Total Time:
11 hr
30 min
8 hr
2 hr 30 min

30 servings

  • 1 whole pork butt, cut into 6 to 8 pieces
  • 4 whole hocks, fresh
  • 1 whole onion, peeled and halved
  • 3 stalks celery, roughly chopped
  • 1 tablespoon black peppercorns
  • 4 bay leaves
  • 3 tablespoons kosher salt
  • 2 tablespoons ground black pepper
  • 1 tablespoon cayenne pepper
  • 1 tablespoon chopped fresh sage
  • 3 cups white cornmeal
  • 3 cups yellow cornmeal
  • Clarified butter, for pan-frying
  • Applesauce or maple syrup, for serving
Watch how to make this recipe.
  • To a large stockpot, add the pork butt, hocks, onion, celery, peppercorns and bay leaves. Barely cover with water and simmer over low heat until the pork is tender and the meat falls off the bones, about 2 hours.

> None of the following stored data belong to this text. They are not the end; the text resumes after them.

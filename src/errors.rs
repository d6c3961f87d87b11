//! Error types shared by all game engines.
//!
//! Every rejection carries a machine-readable reason code so clients can
//! distinguish validation failures, phase errors, and fund errors without
//! string matching.

use crate::multiplier::Multiplier;

/// Rejection reasons for game operations.
#[derive(Debug, Clone, thiserror::Error, PartialEq)]
pub enum GameError {
    #[error("invalid request: {0}")]
    Validation(String),

    #[error("operation not allowed in current phase: {reason}")]
    Phase { reason: &'static str },

    #[error("insufficient funds")]
    InsufficientFunds,

    #[error("not found: {0}")]
    NotFound(String),

    #[error("account is banned")]
    Banned,

    #[error("fairness violation: {0}")]
    Fairness(String),
}

impl GameError {
    /// Phase rejection with a short reason (`"betting_closed"`, `"too_late"`, ...).
    pub fn phase(reason: &'static str) -> Self {
        GameError::Phase { reason }
    }

    /// Stable machine-readable code for the error category.
    pub fn code(&self) -> &'static str {
        match self {
            GameError::Validation(_) => "validation",
            GameError::Phase { .. } => "phase",
            GameError::InsufficientFunds => "insufficient_funds",
            GameError::NotFound(_) => "not_found",
            GameError::Banned => "banned",
            GameError::Fairness(_) => "fairness_violation",
        }
    }

    /// The phase reason, when this is a phase error.
    pub fn phase_reason(&self) -> Option<&'static str> {
        match self {
            GameError::Phase { reason } => Some(reason),
            _ => None,
        }
    }
}

/// Result of a crash cashout, reported back to the requesting client.
#[derive(Debug, Clone, PartialEq)]
pub struct CashoutReceipt {
    pub round_id: String,
    pub multiplier: Multiplier,
    pub payout: u64,
}

pub type GameResult<T> = Result<T, GameError>;

#[cfg(test)]
mod tests {
    use super::*;

    #[test]
    fn test_error_codes() {
        assert_eq!(GameError::Validation("bad".into()).code(), "validation");
        assert_eq!(GameError::phase("too_late").code(), "phase");
        assert_eq!(GameError::InsufficientFunds.code(), "insufficient_funds");
        assert_eq!(GameError::NotFound("x".into()).code(), "not_found");
        assert_eq!(GameError::Fairness("hash".into()).code(), "fairness_violation");
    }

    #[test]
    fn test_phase_reason() {
        let err = GameError::phase("betting_closed");
        assert_eq!(err.phase_reason(), Some("betting_closed"));
        assert!(err.to_string().contains("betting_closed"));
        assert_eq!(GameError::Banned.phase_reason(), None);
    }
}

  • Drain and reserve the stock. Pour the solid contents onto a baking sheet so that you can easily discard the celery, onions, peppercorns, bay leaves and all of the bones. Make sure to pull the meat completely off the bones, being careful to remove all the small pieces of bone.

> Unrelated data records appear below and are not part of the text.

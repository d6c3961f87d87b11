//! Middleware components.
//!
//! CORS and request tracking, shared by every route.

use axum::http::HeaderName;
use axum::{extract::Request, middleware::Next, response::Response};
use tower_http::cors::{Any, CorsLayer, ExposeHeaders};
use uuid::Uuid;

/// Request ID header key.
pub const REQUEST_ID_HEADER: &str = "x-request-id";

/// Create CORS middleware with configurable origins.
pub fn create_cors_layer(allowed_origins: Vec<String>) -> CorsLayer {
    if allowed_origins.is_empty() || allowed_origins.contains(&"*".to_string()) {
        CorsLayer::new()
            .allow_origin(Any)
            .allow_methods(Any)
            .allow_headers(Any)
            .expose_headers(ExposeHeaders::list([HeaderName::from_static(REQUEST_ID_HEADER)]))
    } else {
        CorsLayer::new()
            .allow_origin(
                allowed_origins
                    .into_iter()
                    .filter_map(|o| o.parse().ok())
                    .collect::<Vec<_>>(),
            )
            .allow_methods([axum::http::Method::GET, axum::http::Method::POST])
            .allow_headers(Any)
            .expose_headers(ExposeHeaders::list([HeaderName::from_static(REQUEST_ID_HEADER)]))
    }
}

/// Attach a request ID to every request and response.
pub async fn request_id_middleware(mut request: Request, next: Next) -> Response {
    let request_id = request
        .headers()
        .get(REQUEST_ID_HEADER)
        .and_then(|v| v.to_str().ok())
        .map(|s| s.to_string())
        .unwrap_or_else(|| Uuid::new_v4().to_string());

    request.extensions_mut().insert(RequestId(request_id.clone()));

    let mut response = next.run(request).await;

    if let Ok(value) = request_id.parse() {
        response.headers_mut().insert(REQUEST_ID_HEADER, value);
    }

    response
}

/// Request ID wrapper for extracting in handlers.
#[derive(Debug, Clone)]
pub struct RequestId(pub String);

  • Add the meat to a food processor with the blade attachment and pulse to coarsely chop. Don't over grind it.

  • Measure 1 gallon of stock and return it to the pot along with the chopped meat and the salt, ground black pepper, cayenne and sage. Bring to a simmer over low heat.

  • Add the cornmeal and stir, stir, stir. Simmer until smooth and thick, about 15 minutes.. Add a little stock or water, if needed, to ensure a smooth texture.

  • Pour into 3 loaf pans and refrigerate until solid, preferably overnight.

  • Unmold, slice and fry in clarified butter until golden brown. Serve with applesauce or maple syrup.

Professional Recipe: This recipe was provided by a chef, restaurant or culinary professional and makes a large quantity. The Food Network Kitchens chefs have not tested this recipe in the proportions indicated and therefore cannot make any representation as to the results.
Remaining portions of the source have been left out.